“I’m an attention wh***,” repeats Tove Lo in a robotic monotone on her fifth album, Dirt Femme. Bang on brand for the 34-year-old Swede born Ebba Tove Elsa Nilsson, whose sad, confessional bangers once saw her hailed as “the world’s most brutally honest pop star”. So the narratives are dependably punchy through this record, and they’re carried by solidly danceable Eighties and Nineties club beats. Not an original sound, then. But one that allows her more challenging or subversive thoughts to slide slyly into a night out on the town.
Thematically, Lo is always trying to square her bold, feminist, exhibitionist streak (which saw her bare her breasts on stage at Glastonbury) with the anxiety and self-doubt that left her struggling with an eating disorder for five years. Commanding songs such as “Attention Wh***” (on which she demands “keep your eyes on me” while California rapper Channel Tres admires her “skintight leather”) and “Pineapple Slice” (“I lift my hips, that’s your go-ahead”) are balanced by others like “Grapefruit”, on which she directly addresses her eating disorder.
Against the steady 4/4 synth throb that underpins most of Dirt Femme, Lo describes calorie counting until she was “withering away”. In recent interviews, she’s said that she only managed to resolve her food issues when a doctor told her she was at serious risk of losing her voice. But on “Grapefruit”, she’s frank about the two steps forward, one step back of her journey to “take bad the body I’m in”. Later, she tackles her tendency to inertia on the slick “Kick in the Head”, channelling the groove of Madonna’s “Erotica” as she tries to get out of bed.
Continuing her exploration of retro pop sounds “2 Die For” dances around the melody of 1969 Mood instrumental “Popcorn” (which Gen Xers are more likely to know as the Swedish Chef’s song from The Muppets, and Gen Ys as one of the Crazy Frog’s earworms). The sound of the plinky old tune rattling down the decades, lighting up your brain’s nostalgia nervous system like a pinball machine. The reference bleeds into the slo-mo ballad “True Romance” as she croons “I make my move, spilling all my popcorn over you/ you’re confused, what does a girl like me want with you?/ I want your hands, your future plans…” Lo’s voice drifts dreaming between a yearning rasp, an intimate girlish whisper and a vocodered distance.

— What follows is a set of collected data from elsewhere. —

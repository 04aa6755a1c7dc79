//! Deterministic tiered mapping from structured feature flags to a condition
//! key. Total: every issue lands on exactly one key.

use serde::{Deserialize, Serialize};

use crate::models::ClinicalIssue;

#[derive(Debug, Clone, Copy, PartialEq, Eq, Hash, Serialize, Deserialize)]
#[serde(rename_all = "snake_case")]
pub enum ConditionKey {
    RootCanal,
    WisdomExtraction,
    Emergency,
    GeneralCheckup,
    Filling,
    Crown,
}

impl ConditionKey {
    pub fn as_str(&self) -> &'static str {
        match self {
            ConditionKey::RootCanal => "root_canal",
            ConditionKey::WisdomExtraction => "wisdom_extraction",
            ConditionKey::Emergency => "emergency",
            ConditionKey::GeneralCheckup => "general_checkup",
            ConditionKey::Filling => "filling",
            ConditionKey::Crown => "crown",
        }
    }
}

pub fn classify(issue: &ClinicalIssue) -> (ConditionKey, Vec<String>) {
    let cluster = issue.symptom_cluster.to_lowercase();

    // Tier 1: emergency features trump everything.
    let mut triggers = Vec::new();
    if issue.airway_compromise {
        triggers.push("Airway compromise".to_string());
    }
    if issue.trauma {
        triggers.push("Dental trauma".to_string());
    }
    if issue.bleeding {
        triggers.push("Uncontrolled bleeding".to_string());
    }
    if !triggers.is_empty() {
        return (ConditionKey::Emergency, triggers);
    }

    // Tier 2: endodontic picture — severe pain with a pulpal stimulus and no
    // swelling.
    let is_severe = issue.severity.unwrap_or(0) >= 7;
    if issue.has_pain {
        let mut triggers = Vec::new();
        if is_severe {
            triggers.push("Severe pain".to_string());
        }
        if issue.thermal_sensitivity {
            triggers.push("Thermal sensitivity".to_string());
        }
        if issue.biting_pain {
            triggers.push("Biting pain".to_string());
        }
        if is_severe && (issue.thermal_sensitivity || issue.biting_pain) && !issue.swelling {
            return (ConditionKey::RootCanal, triggers);
        }
    }

    // Tier 3: surgical picture — swelling with a wisdom/extraction context.
    if issue.swelling {
        let mut triggers = vec!["Swelling".to_string()];
        if issue.impacted_wisdom {
            triggers.push("Impacted wisdom".to_string());
        }
        if cluster.contains("wisdom") {
            triggers.push("Wisdom tooth cluster".to_string());
        }
        if issue.impacted_wisdom || cluster.contains("wisdom") {
            return (ConditionKey::WisdomExtraction, triggers);
        }
        if cluster.contains("extraction") {
            triggers.push("Extraction mentioned".to_string());
            return (ConditionKey::WisdomExtraction, triggers);
        }
    }

    // Tier 4: restorative picture — mild-to-moderate pain, nothing pulpal.
    if issue.has_pain
        && issue.severity.unwrap_or(0) <= 6
        && !issue.swelling
        && !issue.thermal_sensitivity
    {
        let mut triggers = vec!["Pain".to_string()];
        triggers.push("Moderate severity".to_string());
        return (ConditionKey::Filling, triggers);
    }

    // Tier 5: keyword fallback on the cluster summary.
    if cluster.contains("root canal") {
        return (ConditionKey::RootCanal, vec!["Root canal keyword".to_string()]);
    }
    if cluster.contains("wisdom") {
        return (
            ConditionKey::WisdomExtraction,
            vec!["Wisdom tooth keyword".to_string()],
        );
    }
    if cluster.contains("crown") {
        return (ConditionKey::Crown, vec!["Crown keyword".to_string()]);
    }
    if cluster.contains("filling") {
        return (ConditionKey::Filling, vec!["Filling keyword".to_string()]);
    }
    if cluster.contains("clean") {
        return (
            ConditionKey::GeneralCheckup,
            vec!["Cleaning/Hygiene keyword".to_string()],
        );
    }

    (
        ConditionKey::GeneralCheckup,
        vec!["Routine follow-up".to_string()],
    )
}

#[cfg(test)]
mod tests {
    use super::*;

    fn issue() -> ClinicalIssue {
        ClinicalIssue::default()
    }

    #[test]
    fn airway_trauma_bleeding_always_win() {
        let mut i = issue();
        i.has_pain = true;
        i.severity = Some(9);
        i.thermal_sensitivity = true;
        i.bleeding = true;
        let (key, triggers) = classify(&i);
        assert_eq!(key, ConditionKey::Emergency);
        assert!(triggers.contains(&"Uncontrolled bleeding".to_string()));
    }

    #[test]
    fn severe_thermal_pain_without_swelling_is_endodontic() {
        let mut i = issue();
        i.has_pain = true;
        i.severity = Some(8);
        i.thermal_sensitivity = true;
        let (key, triggers) = classify(&i);
        assert_eq!(key, ConditionKey::RootCanal);
        assert!(triggers.contains(&"Severe pain".to_string()));
    }

    #[test]
    fn severe_biting_pain_with_swelling_is_not_endodontic() {
        let mut i = issue();
        i.has_pain = true;
        i.severity = Some(8);
        i.biting_pain = true;
        i.swelling = true;
        let (key, _) = classify(&i);
        assert_ne!(key, ConditionKey::RootCanal);
    }

    #[test]
    fn swelling_with_wisdom_context_is_surgical() {
        let mut i = issue();
        i.swelling = true;
        i.impacted_wisdom = true;
        assert_eq!(classify(&i).0, ConditionKey::WisdomExtraction);

        let mut j = issue();
        j.swelling = true;
        j.symptom_cluster = "lower left wisdom tooth swelling".to_string();
        assert_eq!(classify(&j).0, ConditionKey::WisdomExtraction);
    }

    #[test]
    fn mild_plain_pain_is_restorative() {
        let mut i = issue();
        i.has_pain = true;
        i.severity = Some(4);
        assert_eq!(classify(&i).0, ConditionKey::Filling);
    }

    #[test]
    fn keyword_fallbacks_cover_the_rest() {
        let mut i = issue();
        i.symptom_cluster = "wants a crown replaced".to_string();
        assert_eq!(classify(&i).0, ConditionKey::Crown);

        let mut j = issue();
        j.symptom_cluster = "overdue for a cleaning".to_string();
        assert_eq!(classify(&j).0, ConditionKey::GeneralCheckup);
    }

    #[test]
    fn classifier_is_total() {
        let (key, triggers) = classify(&issue());
        assert_eq!(key, ConditionKey::GeneralCheckup);
        assert_eq!(triggers, vec!["Routine follow-up".to_string()]);
    }
}
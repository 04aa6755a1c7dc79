use std::sync::Arc;

use axum::{
    extract::{Query, State},
    Json,
};
use axum_extra::TypedHeader;
use headers::{authorization::Bearer, Authorization};
use reqwest::Method;
use serde::Deserialize;
use serde_json::Value;
use uuid::Uuid;

use shared_config::AppConfig;
use shared_database::SupabaseClient;
use shared_models::domain::Procedure;
use shared_models::error::AppError;

use crate::models::SchedulingError;
use crate::services::emergency::EmergencyFinder;
use crate::services::routing::RoutingService;

#[derive(Debug, Deserialize)]
pub struct SlotSearchQuery {
    pub proc_id: i32,
    #[serde(default)]
    pub needs_sedation: bool,
    pub preferred_clinic_id: Option<Uuid>,
    pub preferred_doctor_id: Option<Uuid>,
    pub tenant_id: Option<Uuid>,
}

#[derive(Debug, Deserialize)]
pub struct EmergencyQuery {
    pub tenant_id: Option<Uuid>,
}

/// Tiered slot search for one procedure.
pub async fn search_slots(
    State(state): State<Arc<AppConfig>>,
    TypedHeader(auth): TypedHeader<Authorization<Bearer>>,
    Query(query): Query<SlotSearchQuery>,
) -> Result<Json<Value>, AppError> {
    let token = auth.token();
    let supabase = Arc::new(SupabaseClient::new(&state));

    let procedure = fetch_procedure(&supabase, query.proc_id, token).await?;

    let routing = RoutingService::new(Arc::clone(&supabase));
    let slots = routing
        .find_with_fallback(
            &procedure,
            query.needs_sedation,
            query.preferred_clinic_id,
            query.preferred_doctor_id,
            query.tenant_id,
            token,
        )
        .await
        .map_err(map_scheduling_error)?;

    Ok(Json(serde_json::json!({
        "procedure": procedure.name,
        "slots": slots,
    })))
}

/// Earliest emergency block, bypassing preferences.
pub async fn emergency_slot(
    State(state): State<Arc<AppConfig>>,
    TypedHeader(auth): TypedHeader<Authorization<Bearer>>,
    Query(query): Query<EmergencyQuery>,
) -> Result<Json<Value>, AppError> {
    let token = auth.token();
    let supabase = Arc::new(SupabaseClient::new(&state));

    let finder = EmergencyFinder::new(supabase);
    let slot = finder
        .find_earliest(query.tenant_id, token)
        .await
        .map_err(map_scheduling_error)?;

    Ok(Json(serde_json::json!({ "emergency_slot": slot })))
}

async fn fetch_procedure(
    supabase: &SupabaseClient,
    proc_id: i32,
    token: &str,
) -> Result<Procedure, AppError> {
    let path = format!("/rest/v1/procedures?proc_id=eq.{}", proc_id);
    let rows: Vec<Value> = supabase
        .request(Method::GET, &path, Some(token), None)
        .await
        .map_err(|e| AppError::Database(e.to_string()))?;

    rows.into_iter()
        .next()
        .and_then(|v| serde_json::from_value(v).ok())
        .ok_or_else(|| AppError::NotFound(format!("Procedure {} not found", proc_id)))
}

fn map_scheduling_error(e: SchedulingError) -> AppError {
    match e {
        SchedulingError::ProcedureNotFound => AppError::NotFound("Procedure not found".to_string()),
        SchedulingError::InvalidQuery(msg) => AppError::BadRequest(msg),
        SchedulingError::Database(msg) => AppError::Database(msg),
    }
}
pub mod handlers;
pub mod models;
pub mod router;
pub mod services;

pub use models::{ActionType, ClinicalIssue, IntentResult, OrchestrationPlan, Urgency};
pub use services::intent::IntentAnalyzer;
pub use services::llm::{GeminiClient, LlmClient};
pub use services::orchestrator::OrchestrationService;
use std::sync::Arc;

use axum::{
    body::Body,
    extract::State,
    http::Request,
    middleware::Next,
    response::Response,
};

use shared_config::AppConfig;
use shared_models::auth::User;
use shared_models::error::AppError;

use crate::jwt::validate_token;

// Middleware for authentication; validated user lands in request extensions.
pub async fn auth_middleware(
    State(config): State<Arc<AppConfig>>,
    mut request: Request<Body>,
    next: Next,
) -> Result<Response, AppError> {
    let auth_header = request
        .headers()
        .get("Authorization")
        .ok_or_else(|| AppError::Auth("Missing authorization header".to_string()))?;

    let auth_value = auth_header
        .to_str()
        .map_err(|_| AppError::Auth("Invalid authorization header format".to_string()))?;

    if !auth_value.starts_with("Bearer ") {
        return Err(AppError::Auth("Invalid authorization header format".to_string()));
    }

    let token = &auth_value[7..];

    let user = validate_token(token, &config.supabase_jwt_secret).map_err(AppError::Auth)?;

    request.extensions_mut().insert(user);

    Ok(next.run(request).await)
}
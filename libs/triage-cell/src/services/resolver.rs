//! Condition key → tenant-owned procedure record, plus the patient-facing
//! display names. The cross-tenant fallback is a named, logged function so
//! tenant-isolation exceptions stay auditable.

use std::sync::Arc;

use reqwest::Method;
use serde_json::Value;
use tracing::warn;
use uuid::Uuid;

use shared_database::SupabaseClient;
use shared_models::domain::{Procedure, Specialization};

use crate::models::TriageError;
use crate::services::classifier::ConditionKey;

/// Internal condition key → canonical procedure name in the catalog.
pub fn procedure_name_for(condition: ConditionKey) -> &'static str {
    match condition {
        ConditionKey::RootCanal => "Root Canal Treatment",
        ConditionKey::WisdomExtraction => "Wisdom Tooth Extraction (Sedation)",
        ConditionKey::Emergency => "Emergency Triage",
        ConditionKey::GeneralCheckup => "General Checkup",
        ConditionKey::Filling => "Dental Filling",
        ConditionKey::Crown => "Dental Crown",
    }
}

/// Patient-facing label, deliberately distinct from the internal procedure so
/// the system never phrases a treatment commitment.
pub fn display_name_for(condition: ConditionKey) -> &'static str {
    match condition {
        ConditionKey::RootCanal => "Endodontic Evaluation (Microscope)",
        ConditionKey::WisdomExtraction => "Oral Surgery Consultation (Wisdom)",
        ConditionKey::Filling => "Restorative Assessment",
        ConditionKey::Crown => "Restorative Assessment (Major)",
        ConditionKey::Emergency => "Emergency Triage Assessment",
        ConditionKey::GeneralCheckup => "General Checkup",
    }
}

/// Specialist label used when the specialization record is unavailable.
pub fn fallback_specialist_for(condition: ConditionKey) -> &'static str {
    match condition {
        ConditionKey::RootCanal => "Endodontist",
        ConditionKey::WisdomExtraction => "Oral Surgeon",
        ConditionKey::Filling | ConditionKey::Crown => "General Dentist",
        ConditionKey::Emergency => "General Dentist",
        ConditionKey::GeneralCheckup => "General Dentist",
    }
}

pub struct ProcedureResolver {
    supabase: Arc<SupabaseClient>,
}

impl ProcedureResolver {
    pub fn new(supabase: Arc<SupabaseClient>) -> Self {
        Self { supabase }
    }

    /// Tenant-scoped lookup first; a miss with a tenant set falls through to
    /// the explicit cross-tenant path.
    pub async fn resolve(
        &self,
        condition: ConditionKey,
        tenant_id: Option<Uuid>,
        auth_token: &str,
    ) -> Result<Option<Procedure>, TriageError> {
        let name = procedure_name_for(condition);

        if let Some(tenant) = tenant_id {
            let path = format!(
                "/rest/v1/procedures?name=eq.{}&tenant_id=eq.{}",
                urlencoding::encode(name),
                tenant
            );
            let rows: Vec<Value> = self
                .supabase
                .request(Method::GET, &path, Some(auth_token), None)
                .await?;
            if let Some(proc) = rows
                .into_iter()
                .next()
                .and_then(|v| serde_json::from_value(v).ok())
            {
                return Ok(Some(proc));
            }
            return self.find_by_name_any_tenant(name, auth_token).await;
        }

        self.find_by_name_any_tenant(name, auth_token).await
    }

    /// Cross-tenant lookup by procedure name; first match wins.
    async fn find_by_name_any_tenant(
        &self,
        name: &str,
        auth_token: &str,
    ) -> Result<Option<Procedure>, TriageError> {
        let path = format!(
            "/rest/v1/procedures?name=eq.{}&limit=1",
            urlencoding::encode(name)
        );
        let rows: Vec<Value> = self
            .supabase
            .request(Method::GET, &path, Some(auth_token), None)
            .await?;

        let proc: Option<Procedure> = rows
            .into_iter()
            .next()
            .and_then(|v| serde_json::from_value(v).ok());
        if let Some(p) = &proc {
            warn!(
                "Cross-tenant procedure fallback used for '{}' (owner tenant {:?})",
                name, p.tenant_id
            );
        }
        Ok(proc)
    }

    /// Human specialist label for a procedure's required specialization.
    pub async fn specialist_type(
        &self,
        procedure: &Procedure,
        condition: ConditionKey,
        auth_token: &str,
    ) -> String {
        let path = format!(
            "/rest/v1/specializations?spec_id=eq.{}",
            procedure.required_spec_id
        );
        let rows: Result<Vec<Value>, _> = self
            .supabase
            .request(Method::GET, &path, Some(auth_token), None)
            .await;

        rows.ok()
            .and_then(|rows| rows.into_iter().next())
            .and_then(|v| serde_json::from_value::<Specialization>(v).ok())
            .map(|s| s.name)
            .unwrap_or_else(|| fallback_specialist_for(condition).to_string())
    }
}

#[cfg(test)]
mod tests {
    use super::*;

    #[test]
    fn every_condition_has_procedure_and_display_names() {
        for condition in [
            ConditionKey::RootCanal,
            ConditionKey::WisdomExtraction,
            ConditionKey::Emergency,
            ConditionKey::GeneralCheckup,
            ConditionKey::Filling,
            ConditionKey::Crown,
        ] {
            assert!(!procedure_name_for(condition).is_empty());
            assert!(!display_name_for(condition).is_empty());
            assert!(!fallback_specialist_for(condition).is_empty());
        }
    }

    #[test]
    fn display_names_avoid_treatment_phrasing_for_pulpal_cases() {
        // The user-facing label for a suspected pulpal case must not promise
        // the procedure itself.
        assert_eq!(
            display_name_for(ConditionKey::RootCanal),
            "Endodontic Evaluation (Microscope)"
        );
    }
}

Those seeking an autobiographical reading may hear the story of the bisexual party girl who married her boyfriend in 2020.
Folkier fellow Swedes, First Aid Kit, pop up with an acoustic guitar to ponder the nature of love on “Cute and Cruel”. It sounds as though Lo’s wandered out of the nightclub to sit in a summer meadow and make daisy chains. Then she bounces back onto the neon dancefloor with the catchy “Call on Me” (ft SG Lewis). You have to admire a woman who can spin all her lows into such tendon-twanging highs.